[Recorded information Boundary: Start]

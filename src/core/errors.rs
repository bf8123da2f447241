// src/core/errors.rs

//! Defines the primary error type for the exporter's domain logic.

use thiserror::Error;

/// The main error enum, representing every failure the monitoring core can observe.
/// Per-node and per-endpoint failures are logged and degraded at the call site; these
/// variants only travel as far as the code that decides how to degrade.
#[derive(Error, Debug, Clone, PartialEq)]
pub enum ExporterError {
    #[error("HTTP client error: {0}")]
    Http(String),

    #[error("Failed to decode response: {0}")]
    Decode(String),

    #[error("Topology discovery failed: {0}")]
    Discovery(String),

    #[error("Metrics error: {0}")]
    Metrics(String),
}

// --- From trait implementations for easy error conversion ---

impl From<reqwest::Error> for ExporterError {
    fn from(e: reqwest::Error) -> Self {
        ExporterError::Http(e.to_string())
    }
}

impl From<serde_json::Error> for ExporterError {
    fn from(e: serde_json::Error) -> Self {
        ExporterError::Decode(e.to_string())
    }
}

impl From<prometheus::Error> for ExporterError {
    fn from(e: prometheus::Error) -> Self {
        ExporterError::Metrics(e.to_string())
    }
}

[Recorded information Boundary: End]
[Recorded information Boundary: Start]

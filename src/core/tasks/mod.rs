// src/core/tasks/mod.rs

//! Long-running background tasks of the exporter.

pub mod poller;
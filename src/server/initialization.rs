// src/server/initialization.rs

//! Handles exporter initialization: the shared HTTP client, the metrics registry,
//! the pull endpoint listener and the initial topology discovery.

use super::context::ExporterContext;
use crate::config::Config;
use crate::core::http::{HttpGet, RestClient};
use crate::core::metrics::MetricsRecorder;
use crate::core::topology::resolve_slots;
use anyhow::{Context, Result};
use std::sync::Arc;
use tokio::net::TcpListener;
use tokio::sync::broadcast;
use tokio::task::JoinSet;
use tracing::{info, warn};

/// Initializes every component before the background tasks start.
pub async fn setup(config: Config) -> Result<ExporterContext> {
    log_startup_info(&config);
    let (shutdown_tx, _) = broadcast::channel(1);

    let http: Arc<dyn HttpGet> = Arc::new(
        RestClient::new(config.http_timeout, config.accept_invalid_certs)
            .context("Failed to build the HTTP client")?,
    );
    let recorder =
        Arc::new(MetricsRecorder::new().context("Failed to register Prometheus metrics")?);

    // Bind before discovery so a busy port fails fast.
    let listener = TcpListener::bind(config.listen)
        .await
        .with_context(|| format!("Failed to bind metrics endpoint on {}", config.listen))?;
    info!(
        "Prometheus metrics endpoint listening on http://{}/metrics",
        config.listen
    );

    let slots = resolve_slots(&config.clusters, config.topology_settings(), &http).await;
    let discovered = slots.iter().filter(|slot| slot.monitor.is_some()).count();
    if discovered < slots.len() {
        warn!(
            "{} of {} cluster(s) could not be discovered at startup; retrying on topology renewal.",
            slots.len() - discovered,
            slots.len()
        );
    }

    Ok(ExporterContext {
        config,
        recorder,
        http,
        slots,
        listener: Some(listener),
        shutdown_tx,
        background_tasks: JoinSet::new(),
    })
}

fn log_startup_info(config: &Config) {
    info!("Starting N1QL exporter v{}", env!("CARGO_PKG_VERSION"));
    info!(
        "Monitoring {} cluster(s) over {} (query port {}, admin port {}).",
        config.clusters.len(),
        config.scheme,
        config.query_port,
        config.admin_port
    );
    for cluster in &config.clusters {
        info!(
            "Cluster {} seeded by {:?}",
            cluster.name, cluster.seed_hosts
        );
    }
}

[Recorded information Boundary: End]
[Recorded information Boundary: Start]

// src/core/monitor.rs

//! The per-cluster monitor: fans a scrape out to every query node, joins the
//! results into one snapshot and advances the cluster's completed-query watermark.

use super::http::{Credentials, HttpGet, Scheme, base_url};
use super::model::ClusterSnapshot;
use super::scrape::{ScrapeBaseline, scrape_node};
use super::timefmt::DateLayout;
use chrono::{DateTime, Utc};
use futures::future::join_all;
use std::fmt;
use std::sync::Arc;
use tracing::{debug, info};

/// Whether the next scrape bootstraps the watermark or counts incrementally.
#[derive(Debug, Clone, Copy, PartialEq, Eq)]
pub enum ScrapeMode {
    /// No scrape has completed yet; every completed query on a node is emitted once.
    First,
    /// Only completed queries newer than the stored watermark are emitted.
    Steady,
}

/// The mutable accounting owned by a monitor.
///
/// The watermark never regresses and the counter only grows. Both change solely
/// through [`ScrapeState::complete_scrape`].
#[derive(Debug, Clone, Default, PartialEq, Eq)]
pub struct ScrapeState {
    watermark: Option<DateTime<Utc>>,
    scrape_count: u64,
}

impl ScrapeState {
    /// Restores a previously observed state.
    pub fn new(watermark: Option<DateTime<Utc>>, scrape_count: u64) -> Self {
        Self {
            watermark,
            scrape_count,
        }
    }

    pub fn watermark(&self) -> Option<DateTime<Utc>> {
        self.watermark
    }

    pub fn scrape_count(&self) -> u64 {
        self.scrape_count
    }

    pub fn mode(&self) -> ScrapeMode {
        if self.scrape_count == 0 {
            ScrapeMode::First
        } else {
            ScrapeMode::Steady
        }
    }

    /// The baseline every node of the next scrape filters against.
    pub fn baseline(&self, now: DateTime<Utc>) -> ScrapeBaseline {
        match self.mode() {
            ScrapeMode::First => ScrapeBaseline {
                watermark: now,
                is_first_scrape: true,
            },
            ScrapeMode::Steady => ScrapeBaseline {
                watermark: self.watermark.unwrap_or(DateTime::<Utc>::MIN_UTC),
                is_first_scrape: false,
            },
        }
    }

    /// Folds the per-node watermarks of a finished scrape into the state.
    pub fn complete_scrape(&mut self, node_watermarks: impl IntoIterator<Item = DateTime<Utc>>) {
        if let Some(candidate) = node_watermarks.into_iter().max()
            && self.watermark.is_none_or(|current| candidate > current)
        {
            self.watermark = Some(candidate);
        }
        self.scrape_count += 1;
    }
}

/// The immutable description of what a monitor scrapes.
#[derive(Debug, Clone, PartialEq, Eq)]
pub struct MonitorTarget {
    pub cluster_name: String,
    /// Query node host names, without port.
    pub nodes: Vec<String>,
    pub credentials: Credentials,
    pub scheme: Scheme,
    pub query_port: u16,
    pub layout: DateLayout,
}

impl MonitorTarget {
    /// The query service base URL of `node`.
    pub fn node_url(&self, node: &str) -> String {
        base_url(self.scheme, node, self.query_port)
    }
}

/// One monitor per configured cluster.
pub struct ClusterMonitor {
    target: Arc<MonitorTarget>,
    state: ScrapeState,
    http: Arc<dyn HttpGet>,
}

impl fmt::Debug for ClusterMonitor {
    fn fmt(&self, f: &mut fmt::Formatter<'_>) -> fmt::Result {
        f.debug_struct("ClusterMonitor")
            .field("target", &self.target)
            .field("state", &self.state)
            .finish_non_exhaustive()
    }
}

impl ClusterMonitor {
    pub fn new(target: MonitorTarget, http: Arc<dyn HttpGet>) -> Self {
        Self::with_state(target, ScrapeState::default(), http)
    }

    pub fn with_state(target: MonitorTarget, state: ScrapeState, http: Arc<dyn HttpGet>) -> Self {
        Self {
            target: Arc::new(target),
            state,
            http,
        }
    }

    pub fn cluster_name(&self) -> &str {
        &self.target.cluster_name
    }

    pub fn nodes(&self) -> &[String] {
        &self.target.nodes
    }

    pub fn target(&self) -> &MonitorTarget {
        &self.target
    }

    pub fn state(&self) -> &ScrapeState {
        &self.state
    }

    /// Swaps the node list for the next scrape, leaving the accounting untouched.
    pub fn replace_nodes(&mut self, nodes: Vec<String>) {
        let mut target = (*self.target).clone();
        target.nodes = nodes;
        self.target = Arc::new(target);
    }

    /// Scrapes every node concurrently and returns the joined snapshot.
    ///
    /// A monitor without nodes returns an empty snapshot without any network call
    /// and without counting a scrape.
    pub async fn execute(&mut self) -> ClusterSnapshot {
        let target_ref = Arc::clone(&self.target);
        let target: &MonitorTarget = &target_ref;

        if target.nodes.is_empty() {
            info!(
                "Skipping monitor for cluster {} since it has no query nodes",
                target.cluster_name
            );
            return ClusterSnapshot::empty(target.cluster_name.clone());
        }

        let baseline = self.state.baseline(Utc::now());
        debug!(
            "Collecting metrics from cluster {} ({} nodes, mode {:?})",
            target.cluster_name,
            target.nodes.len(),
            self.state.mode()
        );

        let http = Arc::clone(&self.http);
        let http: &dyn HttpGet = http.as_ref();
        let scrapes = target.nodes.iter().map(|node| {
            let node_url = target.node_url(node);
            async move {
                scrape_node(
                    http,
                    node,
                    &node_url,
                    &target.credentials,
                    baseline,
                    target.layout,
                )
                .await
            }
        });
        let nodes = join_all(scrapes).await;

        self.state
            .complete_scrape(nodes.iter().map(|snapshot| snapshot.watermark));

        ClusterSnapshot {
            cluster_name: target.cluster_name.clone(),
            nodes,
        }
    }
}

[Recorded information Boundary: End]

__Exercise directions__:
Lines in the data that include the word "emitted" should all be copied.

__Task response__:
    /// No scrape has completed yet; every completed query on a node is emitted once.
    /// Only completed queries newer than the stored watermark are emitted.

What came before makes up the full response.